Assignment: Would you tally how many lines in the records include the word "ScoringOptions"? Reply with the number only.

Material to process:
◆ ◆ ◆
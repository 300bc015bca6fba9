//! The query path: validate, snapshot, extract, score, assemble.
//!
//! A missing corpus or a corpus with nothing relevant is never an error;
//! it produces an empty context. Only a zero budget and a blank query are
//! rejected, and both are checked before any filesystem work.

use std::path::Path;
use std::sync::Arc;

use anyhow::Result;
use tracing::{debug, warn};

use case_context_core::assemble::{assemble, rank, AssemblyOptions};
use case_context_core::error::RetrievalError;
use case_context_core::keywords::KeywordExtractor;
use case_context_core::models::{AssembledContext, CorpusSnapshot, Query, ScoredDocument};
use case_context_core::score::{score_snapshot, ScoringOptions};

use crate::cache::{ContextCache, CorpusLoader, FsLoader};
use crate::config::Config;
use crate::scanner::ScanOptions;

pub struct Retriever<L: CorpusLoader = FsLoader> {
    cache: ContextCache<L>,
    extractor: Arc<KeywordExtractor>,
    scoring: ScoringOptions,
    assembly: AssemblyOptions,
}

impl Retriever<FsLoader> {
    /// Build a filesystem-backed retriever from configuration.
    pub fn from_config(config: &Config) -> Result<Self> {
        let extractor = Arc::new(config.keywords.build_extractor()?);
        let loader = FsLoader::new(ScanOptions::from(&config.corpus), Arc::clone(&extractor));
        let cache = ContextCache::new(loader, config.cache.ttl());
        Ok(Self::new(
            cache,
            extractor,
            config.retrieval.scoring_options(),
            config.retrieval.assembly_options(),
        ))
    }
}

impl<L: CorpusLoader> Retriever<L> {
    pub fn new(
        cache: ContextCache<L>,
        extractor: Arc<KeywordExtractor>,
        scoring: ScoringOptions,
        assembly: AssemblyOptions,
    ) -> Self {
        Self {
            cache,
            extractor,
            scoring,
            assembly,
        }
    }

    pub fn cache(&self) -> &ContextCache<L> {
        &self.cache
    }

    /// Parse a query with this retriever's keyword extractor.
    pub fn query(&self, text: &str) -> Result<Query, RetrievalError> {
        Query::new(text, &self.extractor)
    }

    /// Current snapshot for `root`.
    ///
    /// A root that fails its first load is logged and treated as an empty
    /// corpus; later failures are absorbed by the cache.
    pub fn snapshot(&self, root: &Path) -> Arc<CorpusSnapshot> {
        match self.cache.get_snapshot(root) {
            Ok(snapshot) => snapshot,
            Err(e) => {
                warn!(root = %root.display(), error = %e, "corpus load failed, using empty corpus");
                Arc::new(CorpusSnapshot::empty(root, chrono::Utc::now()))
            }
        }
    }

    /// Assemble the context for `query` from the corpus under `root`.
    pub fn retrieve(
        &self,
        root: &Path,
        query: &str,
        budget: usize,
    ) -> Result<AssembledContext, RetrievalError> {
        if budget == 0 {
            return Err(RetrievalError::InvalidBudget(budget));
        }
        let query = self.query(query)?;
        let snapshot = self.snapshot(root);

        let scored = score_snapshot(&query, &snapshot, &self.scoring);
        let context = assemble(scored, budget, &self.assembly)?;

        debug!(
            root = %root.display(),
            entries = context.entries.len(),
            length = context.total_length,
            budget,
            "context assembled"
        );
        Ok(context)
    }

    /// Relevant documents for `query`, best first, at most `limit`.
    pub fn search(
        &self,
        root: &Path,
        query: &str,
        limit: usize,
    ) -> Result<Vec<ScoredDocument>, RetrievalError> {
        let query = self.query(query)?;
        let snapshot = self.snapshot(root);

        let min_score = self.assembly.min_score;
        Ok(rank(score_snapshot(&query, &snapshot, &self.scoring))
            .into_iter()
            .filter(|s| s.score > min_score)
            .take(limit)
            .collect())
    }
}

#[cfg(test)]
mod tests {
    use super::*;
    use std::fs;
    use tempfile::TempDir;

    fn retriever() -> Retriever {
        let mut config = Config::minimal();
        config.cache.ttl_secs = 60;
        Retriever::from_config(&config).unwrap()
    }

    #[test]
    fn test_validation_before_scanning() {
        let r = retriever();
        let root = Path::new("/definitely/not/here");
        assert_eq!(
            r.retrieve(root, "query", 0).unwrap_err(),
            RetrievalError::InvalidBudget(0)
        );
        assert_eq!(
            r.retrieve(root, "   ", 100).unwrap_err(),
            RetrievalError::EmptyQuery
        );
        assert!(r.cache().roots().is_empty());
    }

    #[test]
    fn test_missing_root_gives_empty_context() {
        let r = retriever();
        let ctx = r.retrieve(Path::new("/definitely/not/here"), "数据库", 100).unwrap();
        assert!(ctx.is_empty());
        assert_eq!(ctx.text, "");
    }

    #[test]
    fn test_search_limits_and_ranks() {
        let tmp = TempDir::new().unwrap();
        let root = tmp.path();
        fs::create_dir_all(root.join("db")).unwrap();
        fs::write(root.join("db/one.txt"), "数据库 超时 排查").unwrap();
        fs::write(root.join("db/two.txt"), "数据库 迁移").unwrap();
        fs::write(root.join("db/three.txt"), "市场 营销").unwrap();

        let r = retriever();
        let all = r.search(root, "数据库超时", 10).unwrap();
        // three.txt shares nothing with the query and is left out
        assert_eq!(all.len(), 2);
        assert_eq!(all[0].document.path, "db/one.txt");
        assert_eq!(all[1].document.path, "db/two.txt");
        assert!(all.windows(2).all(|w| w[0].score >= w[1].score));

        let one = r.search(root, "数据库超时", 1).unwrap();
        assert_eq!(one.len(), 1);
    }
}
//! Per-root snapshot cache with TTL expiry.
//!
//! Each root folder owns one slot holding its latest [`CorpusSnapshot`].
//! A snapshot whose age reaches the TTL is rebuilt on the next request.
//!
//! Rescans are single-flight per root: the slot's mutex is held while the
//! loader runs, so concurrent callers for the same root wait and then
//! receive the freshly built snapshot. Different roots have independent
//! slots and only share the brief map lookup.
//!
//! When a rescan fails, the expired snapshot keeps being served until a
//! later rescan succeeds.
//!
//! Time is read through [`Clock`] so expiry can be driven by tests.

use std::collections::HashMap;
use std::path::{Path, PathBuf};
use std::sync::{Arc, Mutex, PoisonError, RwLock};
use std::time::Duration;

use anyhow::Result;
use chrono::{DateTime, Utc};
use tracing::{debug, warn};

use case_context_core::keywords::KeywordExtractor;
use case_context_core::models::CorpusSnapshot;

use crate::scanner::{load_snapshot, ScanOptions};

/// Source of the current time.
pub trait Clock: Send + Sync {
    fn now(&self) -> DateTime<Utc>;
}

/// Wall-clock time.
#[derive(Debug, Clone, Copy, Default)]
pub struct SystemClock;

impl Clock for SystemClock {
    fn now(&self) -> DateTime<Utc> {
        Utc::now()
    }
}

/// A clock that only moves when told to.
#[derive(Debug)]
pub struct ManualClock {
    now: Mutex<DateTime<Utc>>,
}

impl ManualClock {
    pub fn new(start: DateTime<Utc>) -> Self {
        Self {
            now: Mutex::new(start),
        }
    }

    pub fn advance(&self, by: Duration) {
        let mut now = self.now.lock().unwrap_or_else(PoisonError::into_inner);
        *now += chrono::Duration::from_std(by).unwrap_or_else(|_| chrono::Duration::zero());
    }

    pub fn set(&self, to: DateTime<Utc>) {
        *self.now.lock().unwrap_or_else(PoisonError::into_inner) = to;
    }
}

impl Clock for ManualClock {
    fn now(&self) -> DateTime<Utc> {
        *self.now.lock().unwrap_or_else(PoisonError::into_inner)
    }
}

/// Builds a snapshot for a root.
///
/// `previous` is the snapshot being replaced, if any, so loaders can reuse
/// unchanged documents.
pub trait CorpusLoader: Send + Sync {
    fn load(
        &self,
        root: &Path,
        previous: Option<&CorpusSnapshot>,
        now: DateTime<Utc>,
    ) -> Result<CorpusSnapshot>;
}

/// Loads snapshots from the filesystem via the scanner.
#[derive(Debug, Clone)]
pub struct FsLoader {
    options: ScanOptions,
    extractor: Arc<KeywordExtractor>,
}

impl FsLoader {
    pub fn new(options: ScanOptions, extractor: Arc<KeywordExtractor>) -> Self {
        Self { options, extractor }
    }

    pub fn extractor(&self) -> &Arc<KeywordExtractor> {
        &self.extractor
    }
}

impl CorpusLoader for FsLoader {
    fn load(
        &self,
        root: &Path,
        previous: Option<&CorpusSnapshot>,
        now: DateTime<Utc>,
    ) -> Result<CorpusSnapshot> {
        load_snapshot(root, &self.options, &self.extractor, previous, now)
    }
}

type Slot = Arc<Mutex<Option<Arc<CorpusSnapshot>>>>;

pub struct ContextCache<L: CorpusLoader> {
    loader: L,
    ttl: Duration,
    clock: Arc<dyn Clock>,
    slots: RwLock<HashMap<PathBuf, Slot>>,
}

impl<L: CorpusLoader> ContextCache<L> {
    pub fn new(loader: L, ttl: Duration) -> Self {
        Self::with_clock(loader, ttl, Arc::new(SystemClock))
    }

    pub fn with_clock(loader: L, ttl: Duration, clock: Arc<dyn Clock>) -> Self {
        Self {
            loader,
            ttl,
            clock,
            slots: RwLock::new(HashMap::new()),
        }
    }

    pub fn loader(&self) -> &L {
        &self.loader
    }

    pub fn ttl(&self) -> Duration {
        self.ttl
    }

    /// Current snapshot for `root`, rescanning when missing or expired.
    ///
    /// A failed rescan returns the previous snapshot, stale or not, when
    /// there is one. Only a root that never loaded reports the error.
    pub fn get_snapshot(&self, root: &Path) -> Result<Arc<CorpusSnapshot>> {
        let slot = self.slot(root);
        let mut current = slot.lock().unwrap_or_else(PoisonError::into_inner);
        let now = self.clock.now();

        if let Some(snapshot) = current.as_ref() {
            if self.is_fresh(snapshot, now) {
                debug!(root = %root.display(), "snapshot cache hit");
                return Ok(Arc::clone(snapshot));
            }
        }

        debug!(root = %root.display(), "snapshot missing or expired, rescanning");
        match self.loader.load(root, current.as_deref(), now) {
            Ok(snapshot) => {
                let snapshot = Arc::new(snapshot);
                *current = Some(Arc::clone(&snapshot));
                Ok(snapshot)
            }
            Err(e) => match current.as_ref() {
                Some(stale) => {
                    warn!(root = %root.display(), error = %e, "rescan failed, serving previous snapshot");
                    Ok(Arc::clone(stale))
                }
                None => Err(e),
            },
        }
    }

    /// Drop the cached snapshot for `root`. Returns whether one was cached.
    pub fn invalidate(&self, root: &Path) -> bool {
        let slot = {
            let slots = self.slots.read().unwrap_or_else(PoisonError::into_inner);
            slots.get(root).cloned()
        };
        match slot {
            Some(slot) => slot
                .lock()
                .unwrap_or_else(PoisonError::into_inner)
                .take()
                .is_some(),
            None => false,
        }
    }

    /// Roots that have a slot, sorted.
    pub fn roots(&self) -> Vec<PathBuf> {
        let slots = self.slots.read().unwrap_or_else(PoisonError::into_inner);
        let mut roots: Vec<PathBuf> = slots.keys().cloned().collect();
        roots.sort();
        roots
    }

    fn is_fresh(&self, snapshot: &CorpusSnapshot, now: DateTime<Utc>) -> bool {
        // A clock that moved backwards yields a negative age; keep the snapshot.
        match snapshot.age(now).to_std() {
            Ok(age) => age < self.ttl,
            Err(_) => true,
        }
    }

    fn slot(&self, root: &Path) -> Slot {
        {
            let slots = self.slots.read().unwrap_or_else(PoisonError::into_inner);
            if let Some(slot) = slots.get(root) {
                return Arc::clone(slot);
            }
        }
        let mut slots = self.slots.write().unwrap_or_else(PoisonError::into_inner);
        Arc::clone(slots.entry(root.to_path_buf()).or_default())
    }
}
◆ ◆ ◆
Response to this exercise: 3